Buku ini bisa jadi adalah buku terindah yang pernah saya baca dalam beberapa tahun belakangan. Cara penulisannya luar biasa sehingga buku ini juga jadi buku yang sangat unik. Aristotle and Dante Discover the Secrets of the Universe karya Benjamin Alire Sáenz, benar-benar mengguncang hidup saya beberapa hari belakangan ini.
Pertama-tama biarlah saya mengakui bahwa saya terlambat, kalau tidak mau dibilang sangat terlambat, menemukan buku Aristotle and Dante Discover the Secrets of the Universe karena sebenarnya buku ini sudah terbit sejak tahun 2012. Ya, 9 tahunan lalu! Lalu dari mana saya tahu keberadaan buku ini? Tidak lain adalah karena Seigo, yang pernah saya bahas di tulisan saya ini, sedang membacanya. Saat itu dia bercerita bahwa dalam rangka berusaha menguasai bahasa Inggris yang sedang dipelajarinya, dia mencoba membaca novel-novel yang dianggapnya bagus dan mudah dicerna. Jadilah saya ikut-ikutan baca.

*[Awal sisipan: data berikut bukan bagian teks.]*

impl IngestionPipeline {
    pub fn builder(config: PipelineConfig) -> PipelineBuilder {
        PipelineBuilder::new(config)
    }

    pub fn config(&self) -> &PipelineConfig {
        &self.shared.config
    }

    /// Enqueues an event without blocking.
    ///
    /// Fails with `Validation` for a malformed event, `Closed` after
    /// shutdown began, and `QueueFull` when the queue is at capacity under
    /// the `reject` policy. Events dropped by a drop policy or by the
    /// backpressure decision are reported asynchronously and the call
    /// succeeds.
    pub fn submit(&self, event: Event) -> Result<(), SkeinError> {
        let shared = &self.shared;
        if let Err(err) = event.validate() {
            return Err(self.rejected(err));
        }
        if shared.queue.is_closed() {
            return Err(self.rejected(SkeinError::Closed));
        }

        let outcome = match shared.monitor.decision() {
            Decision::DropNewest => Ok(Enqueued::Discarded(event)),
            Decision::DropOldest => {
                if let Some(oldest) = shared.queue.evict_oldest() {
                    shared.report_dropped(oldest, "backpressure");
                }
                shared.queue.push(event)
            }
            Decision::Proceed | Decision::Block => shared.queue.push(event),
        };

        match outcome {
            Ok(Enqueued::Accepted) => {
                shared.counters.submitted.fetch_add(1, Ordering::Relaxed);
                recording::record_event_submitted();
            }
            Ok(Enqueued::Evicted(oldest)) => {
                shared.counters.submitted.fetch_add(1, Ordering::Relaxed);
                recording::record_event_submitted();
                shared.report_dropped(oldest, "overflow");
            }
            Ok(Enqueued::Discarded(event)) => {
                let reason = if shared.queue.len() >= shared.config.capacity {
                    "overflow"
                } else {
                    "backpressure"
                };
                shared.report_dropped(event, reason);
            }
            Err(err) => return Err(self.rejected(err)),
        }

        let state = shared.depth_changed();
        if state.depth >= shared.config.batch_size {
            shared.size_trigger.notify_one();
        }
        Ok(())
    }

    /// Like [`submit`](Self::submit), but while backpressure says
    /// [`Decision::Block`] it waits for the level to drop first.
    pub async fn submit_wait(&self, event: Event, ctx: &Context) -> Result<(), SkeinError> {
        loop {
            let changed = self.shared.monitor.changed();
            if self.shared.monitor.decision() != Decision::Block || self.shared.queue.is_closed() {
                break;
            }
            ctx.run(changed).await?;
        }
        self.submit(event)
    }

    /// Forms and delivers one batch in the caller's task.
    ///
    /// Returns `Ok(None)` when the queue is empty.
    pub async fn drain_once(&self, ctx: &Context) -> Result<Option<DeliveryReport>, SkeinError> {
        self.drain_with(ctx, Operation::BatchSend).await
    }

    /// Delivers every pending event.
    ///
    /// Returns the first delivery error encountered; every failure is also
    /// reported asynchronously. Ends with the context's error if `ctx` is
    /// done first.
    pub async fn flush(&self, ctx: &Context) -> Result<(), SkeinError> {
        let mut first_error = None;
        loop {
            match self.drain_with(ctx, Operation::Flush).await {
                Ok(Some(_)) => {}
                Ok(None) => break,
                Err(err) => {
                    if let Some(cancel) = ctx.err() {
                        return Err(cancel);
                    }
                    first_error.get_or_insert(err);
                }
            }
        }
        self.wait_idle(ctx).await?;
        first_error.map_or(Ok(()), Err)
    }

    /// Stops accepting events and delivers what is left.
    ///
    /// If `ctx` ends with events still queued, returns
    /// [`SkeinError::Shutdown`] with their count. The async error reporter is
    /// closed before returning. Calling again after a successful shutdown
    /// is a no-op.
    pub async fn shutdown(&self, ctx: &Context) -> Result<(), SkeinError> {
        let _guard = self.shutdown_lock.lock().await;
        if self.finished.load(Ordering::Acquire) {
            return Ok(());
        }

        if self.shared.queue.close() {
            info!(pending = self.pending(), "shutting down ingestion pipeline");
        }
        self.scheduler_token.cancel();
        let scheduler = self
            .scheduler
            .lock()
            .unwrap_or_else(|poisoned| poisoned.into_inner())
            .take();
        if let Some(handle) = scheduler {
            // The scheduler exits promptly once its token is cancelled.
            let _ = handle.await;
        }

        loop {
            match self.drain_with(ctx, Operation::Shutdown).await {
                Ok(Some(_)) => {}
                Ok(None) => break,
                Err(_) if ctx.is_done() => break,
                // Already reported; keep draining.
                Err(_) => {}
            }
        }

        if self.wait_idle(ctx).await.is_err() {
            // Abandon scheduler deliveries still in flight; they requeue.
            self.shared.delivery_token.cancel();
            let workers = self.shared.config.delivery_workers as u32;
            match tokio::time::timeout(ABANDON_GRACE, self.shared.workers.acquire_many(workers))
                .await
            {
                Ok(Ok(all)) => drop(all),
                Ok(Err(_)) => {}
                Err(_) => warn!(
                    in_flight = self.shared.counters.in_flight_events.load(Ordering::Acquire),
                    "background deliveries still running after cancellation"
                ),
            }
        }

        // Events stuck in a delivery that ignored cancellation are not in
        // the queue but were never sent either.
        let pending = self.shared.queue.len()
            + self.shared.counters.in_flight_events.load(Ordering::Acquire);
        if pending > 0 {
            let err = SkeinError::Shutdown {
                pending_events: pending,
            };
            warn!(pending, "shutdown deadline reached with events still queued");
            self.shared.reporter.handle(
                AsyncError::new(Operation::Shutdown, err.clone()).with_context("pending", pending),
            );
            self.shared.reporter.close();
            return Err(err);
        }

        self.shared.reporter.close();
        self.finished.store(true, Ordering::Release);
        info!(stats = ?self.stats(), "ingestion pipeline shut down");
        Ok(())
    }

    /// Shuts down with the configured timeout.
    pub async fn close(&self) -> Result<(), SkeinError> {
        self.shutdown(&Context::with_timeout(self.shared.config.shutdown_timeout))
            .await
    }

    pub fn pending(&self) -> usize {
        self.shared.queue.len()
    }

    pub fn queue_state(&self) -> QueueState {
        self.shared.queue.state()
    }

    pub fn circuit_state(&self) -> CircuitState {
        self.shared.delivery.breaker().state()
    }

    pub fn circuit(&self) -> &Arc<CircuitBreaker> {
        self.shared.delivery.breaker()
    }

    pub fn backpressure_level(&self) -> BackpressureLevel {
        self.shared.monitor.level()
    }

    pub fn current_decision(&self) -> Decision {
        self.shared.monitor.decision()
    }

    pub fn reporter(&self) -> &Arc<AsyncErrorReporter> {
        &self.shared.reporter
    }

    pub fn hook_stats(&self) -> Vec<HookStats> {
        self.shared.delivery.hooks().stats()
    }

    pub fn is_closed(&self) -> bool {
        self.shared.queue.is_closed()
    }

    /// Combines circuit state and backpressure level.
    pub fn health(&self) -> HealthStatus {
        if self.is_closed() {
            return HealthStatus::Unhealthy("pipeline is shut down".into());
        }
        match self.circuit_state() {
            CircuitState::Open => {
                return HealthStatus::Unhealthy("circuit breaker open".into());
            }
            CircuitState::HalfOpen => {
                return HealthStatus::Degraded("circuit breaker half-open".into());
            }
            CircuitState::Closed => {}
        }
        match self.backpressure_level() {
            level @ (BackpressureLevel::High | BackpressureLevel::Critical) => {
                HealthStatus::Degraded(format!("backpressure {level}"))
            }
            BackpressureLevel::Normal | BackpressureLevel::Elevated => HealthStatus::Healthy,
        }
    }

    pub fn stats(&self) -> PipelineStats {
        let c = &self.shared.counters;
        PipelineStats {
            submitted: c.submitted.load(Ordering::Relaxed),
            dropped: c.dropped.load(Ordering::Relaxed),
            rejected: c.rejected.load(Ordering::Relaxed),
            batches_sent: c.batches_sent.load(Ordering::Relaxed),
            batches_failed: c.batches_failed.load(Ordering::Relaxed),
            events_delivered: c.events_delivered.load(Ordering::Relaxed),
            events_failed: c.events_failed.load(Ordering::Relaxed),
            pending: self.pending(),
        }
    }

    fn rejected(&self, err: SkeinError) -> SkeinError {
        self.shared.counters.rejected.fetch_add(1, Ordering::Relaxed);
        recording::record_event_rejected(&err.kind().to_string());
        err
    }

    async fn drain_with(
        &self,
        ctx: &Context,
        operation: Operation,
    ) -> Result<Option<DeliveryReport>, SkeinError> {
        let permit = ctx
            .run(Arc::clone(&self.shared.workers).acquire_owned())
            .await?
            .map_err(|_| SkeinError::Closed)?;
        let Some(batch) = self.shared.take_batch() else {
            return Ok(None);
        };
        let result = self.shared.deliver_batch(batch, ctx, operation).await;
        drop(permit);
        result.map(Some)
    }

    /// Waits until no delivery is in flight.
    async fn wait_idle(&self, ctx: &Context) -> Result<(), SkeinError> {
        let workers = self.shared.config.delivery_workers as u32;
        let all = ctx
            .run(self.shared.workers.acquire_many(workers))
            .await?
            .map_err(|_| SkeinError::Closed)?;
        drop(all);
        Ok(())
    }
}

Buku ini dimulai dengan gambaran musim panas yang membosankan bagi Aristotle Mendoza yang berusia 15 tahun, sebuah usia yang berada di tengah-tengah antara kanak-kanak dan remaja. Saat itu tahun 1987, tentu berbeda dengan sekarang di mana anak seusia itu lebih sibuk berdiam di kamar sambil bermain gawai. Ibunya selalu mendorong Ari, panggilan akrab Aristotle, untuk bermain di luar dan mencari teman karena dia memang tidak memiliki banyak teman. Saat itulah dia bertemu dengan Dante Quintana, yang ayahnya adalah profesor dalam bidang sastra Inggris (sebuah profesi yang konon sangat jarang diisi oleh orang-orang keturunan Meksiko) dan ibunya seorang psikolog. Dante menawarkan diri untuk mengajari Ari berenang. Sejak itulah mereka menjadi akrab. Ari selalu takjub dengan pemikiran-pemikiran Dante yang selalu “out of the box”, sedang Dante juga takjub dengan cara pandang Ari yang cenderung sinis tentang dunia ini.
Cara pandang Ari akan dunia rupanya tidak lepas dari segala kisah kehidupan dalam keluarganya. Ayahnya adalah seorang veteran perang Vietnam yang menjadi orang yang berbeda setelah pulang dari medan perang. Ia menjadi pendiam dan banyak menyimpan trauma perang di dalam kepalanya sendiri. Ibunya adalah guru di SMU yang selalu memberi dukungan positif pada Ari, meskipun sebenarnya dia juga menyimpan luka tersendiri karena kasus kakak laki-laki Ari yang sedang ditahan di penjara. Sedangkan kakak-kakak perempuan Ari, tidak pernah ada di rumah karena memang usia mereka berbeda sangat jauh. Dari situlah kepribadian Ari terbentuk.
Buku ini luar biasa menarik karena ditulis dengan cara sederhana tapi berhasil menguak cerita yang sangat dalam secara perlahan dan halus. Semua kejadian yang diceritakan dalam buku ini adalah kejadian sehari-hari. Tidak ada ledakan yang dahsyat. Semua berjalan apa adanya tanpa menjadikan buku ini membosankan. Ini sangat tidak biasa!